━━ Dataset entries

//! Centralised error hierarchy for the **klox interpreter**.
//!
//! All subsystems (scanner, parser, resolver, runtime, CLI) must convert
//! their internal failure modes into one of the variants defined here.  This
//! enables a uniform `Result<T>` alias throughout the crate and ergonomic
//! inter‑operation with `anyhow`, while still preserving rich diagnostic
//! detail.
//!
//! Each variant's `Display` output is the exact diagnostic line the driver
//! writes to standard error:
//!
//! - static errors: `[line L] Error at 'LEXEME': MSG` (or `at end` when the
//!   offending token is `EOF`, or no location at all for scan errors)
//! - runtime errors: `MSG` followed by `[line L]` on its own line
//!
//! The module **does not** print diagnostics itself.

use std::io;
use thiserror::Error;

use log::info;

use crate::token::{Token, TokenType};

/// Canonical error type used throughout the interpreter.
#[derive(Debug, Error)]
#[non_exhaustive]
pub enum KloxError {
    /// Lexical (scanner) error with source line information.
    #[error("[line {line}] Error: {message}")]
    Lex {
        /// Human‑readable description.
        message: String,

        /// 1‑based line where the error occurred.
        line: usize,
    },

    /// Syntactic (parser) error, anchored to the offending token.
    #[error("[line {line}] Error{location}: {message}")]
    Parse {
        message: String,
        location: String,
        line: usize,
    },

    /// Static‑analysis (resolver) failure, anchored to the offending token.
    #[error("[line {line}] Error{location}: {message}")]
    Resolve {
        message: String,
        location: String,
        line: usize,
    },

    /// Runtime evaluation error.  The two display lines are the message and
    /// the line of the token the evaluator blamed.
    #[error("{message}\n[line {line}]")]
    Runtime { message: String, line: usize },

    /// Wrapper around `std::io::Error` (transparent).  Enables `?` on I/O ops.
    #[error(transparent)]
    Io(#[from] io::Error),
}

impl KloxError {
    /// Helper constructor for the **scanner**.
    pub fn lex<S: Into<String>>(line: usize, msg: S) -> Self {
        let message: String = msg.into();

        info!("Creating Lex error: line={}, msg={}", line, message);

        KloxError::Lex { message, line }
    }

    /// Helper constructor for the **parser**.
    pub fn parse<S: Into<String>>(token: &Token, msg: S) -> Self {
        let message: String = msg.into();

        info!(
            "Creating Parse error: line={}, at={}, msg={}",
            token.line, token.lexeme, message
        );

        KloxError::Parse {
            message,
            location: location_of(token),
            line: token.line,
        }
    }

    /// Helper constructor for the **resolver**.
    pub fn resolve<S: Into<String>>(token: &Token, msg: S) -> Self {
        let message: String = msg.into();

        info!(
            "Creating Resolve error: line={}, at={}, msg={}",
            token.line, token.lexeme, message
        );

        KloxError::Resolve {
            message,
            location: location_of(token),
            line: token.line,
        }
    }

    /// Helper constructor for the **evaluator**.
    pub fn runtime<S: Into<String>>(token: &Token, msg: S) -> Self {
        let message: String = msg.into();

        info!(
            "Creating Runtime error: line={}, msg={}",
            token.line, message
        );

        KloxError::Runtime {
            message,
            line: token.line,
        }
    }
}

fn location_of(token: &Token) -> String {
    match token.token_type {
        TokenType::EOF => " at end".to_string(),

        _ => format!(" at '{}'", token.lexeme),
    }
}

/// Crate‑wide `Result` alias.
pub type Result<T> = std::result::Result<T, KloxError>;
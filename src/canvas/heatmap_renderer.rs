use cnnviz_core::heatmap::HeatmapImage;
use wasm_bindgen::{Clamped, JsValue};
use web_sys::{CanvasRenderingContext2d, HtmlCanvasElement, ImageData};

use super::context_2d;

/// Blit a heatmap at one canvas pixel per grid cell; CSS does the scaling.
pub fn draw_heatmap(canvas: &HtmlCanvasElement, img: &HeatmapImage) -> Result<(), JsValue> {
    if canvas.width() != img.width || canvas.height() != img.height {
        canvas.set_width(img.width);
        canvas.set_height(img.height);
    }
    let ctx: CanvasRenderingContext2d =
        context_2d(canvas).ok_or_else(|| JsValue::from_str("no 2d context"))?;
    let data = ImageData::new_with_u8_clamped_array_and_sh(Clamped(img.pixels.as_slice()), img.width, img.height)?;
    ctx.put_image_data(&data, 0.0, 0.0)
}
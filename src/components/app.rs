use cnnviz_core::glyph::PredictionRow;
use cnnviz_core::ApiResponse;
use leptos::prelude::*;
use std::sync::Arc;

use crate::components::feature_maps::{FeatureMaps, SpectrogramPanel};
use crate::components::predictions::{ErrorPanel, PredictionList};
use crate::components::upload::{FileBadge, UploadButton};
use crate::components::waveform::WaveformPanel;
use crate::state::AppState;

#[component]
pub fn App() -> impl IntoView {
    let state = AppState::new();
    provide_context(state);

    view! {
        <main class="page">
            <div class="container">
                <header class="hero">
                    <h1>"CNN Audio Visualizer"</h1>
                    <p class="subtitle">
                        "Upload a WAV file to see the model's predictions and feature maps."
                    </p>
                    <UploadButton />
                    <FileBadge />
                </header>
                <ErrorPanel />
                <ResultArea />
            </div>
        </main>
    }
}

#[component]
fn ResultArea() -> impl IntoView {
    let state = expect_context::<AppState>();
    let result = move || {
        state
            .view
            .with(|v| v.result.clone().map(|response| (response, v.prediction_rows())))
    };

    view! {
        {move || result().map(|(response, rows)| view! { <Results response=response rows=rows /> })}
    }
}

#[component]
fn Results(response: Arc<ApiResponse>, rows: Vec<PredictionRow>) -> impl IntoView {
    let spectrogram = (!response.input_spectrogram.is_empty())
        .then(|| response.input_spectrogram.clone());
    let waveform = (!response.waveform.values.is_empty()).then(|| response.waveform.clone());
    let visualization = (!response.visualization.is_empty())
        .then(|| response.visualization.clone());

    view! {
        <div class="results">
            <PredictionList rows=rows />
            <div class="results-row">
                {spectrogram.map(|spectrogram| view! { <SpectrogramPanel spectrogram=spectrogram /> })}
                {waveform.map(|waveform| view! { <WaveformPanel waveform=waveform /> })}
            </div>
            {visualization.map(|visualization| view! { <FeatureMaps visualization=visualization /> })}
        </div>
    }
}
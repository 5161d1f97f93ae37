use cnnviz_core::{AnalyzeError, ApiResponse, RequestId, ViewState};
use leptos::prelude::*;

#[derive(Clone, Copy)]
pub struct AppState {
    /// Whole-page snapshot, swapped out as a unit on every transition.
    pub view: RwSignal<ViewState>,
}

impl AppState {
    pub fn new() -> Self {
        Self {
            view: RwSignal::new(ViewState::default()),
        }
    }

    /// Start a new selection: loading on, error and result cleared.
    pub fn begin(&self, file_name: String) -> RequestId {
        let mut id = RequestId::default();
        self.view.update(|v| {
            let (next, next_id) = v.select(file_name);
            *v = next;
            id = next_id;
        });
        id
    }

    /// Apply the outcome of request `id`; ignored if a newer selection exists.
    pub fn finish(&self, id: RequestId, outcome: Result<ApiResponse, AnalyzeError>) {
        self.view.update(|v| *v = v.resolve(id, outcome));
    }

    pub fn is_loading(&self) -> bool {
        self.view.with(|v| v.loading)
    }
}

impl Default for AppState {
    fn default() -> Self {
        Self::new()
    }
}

━━━━

What you have to do —
Look over the material and return every line where the word "throughout" is found.

Answer space —
//! enables a uniform `Result<T>` alias throughout the crate and ergonomic
/// Canonical error type used throughout the interpreter.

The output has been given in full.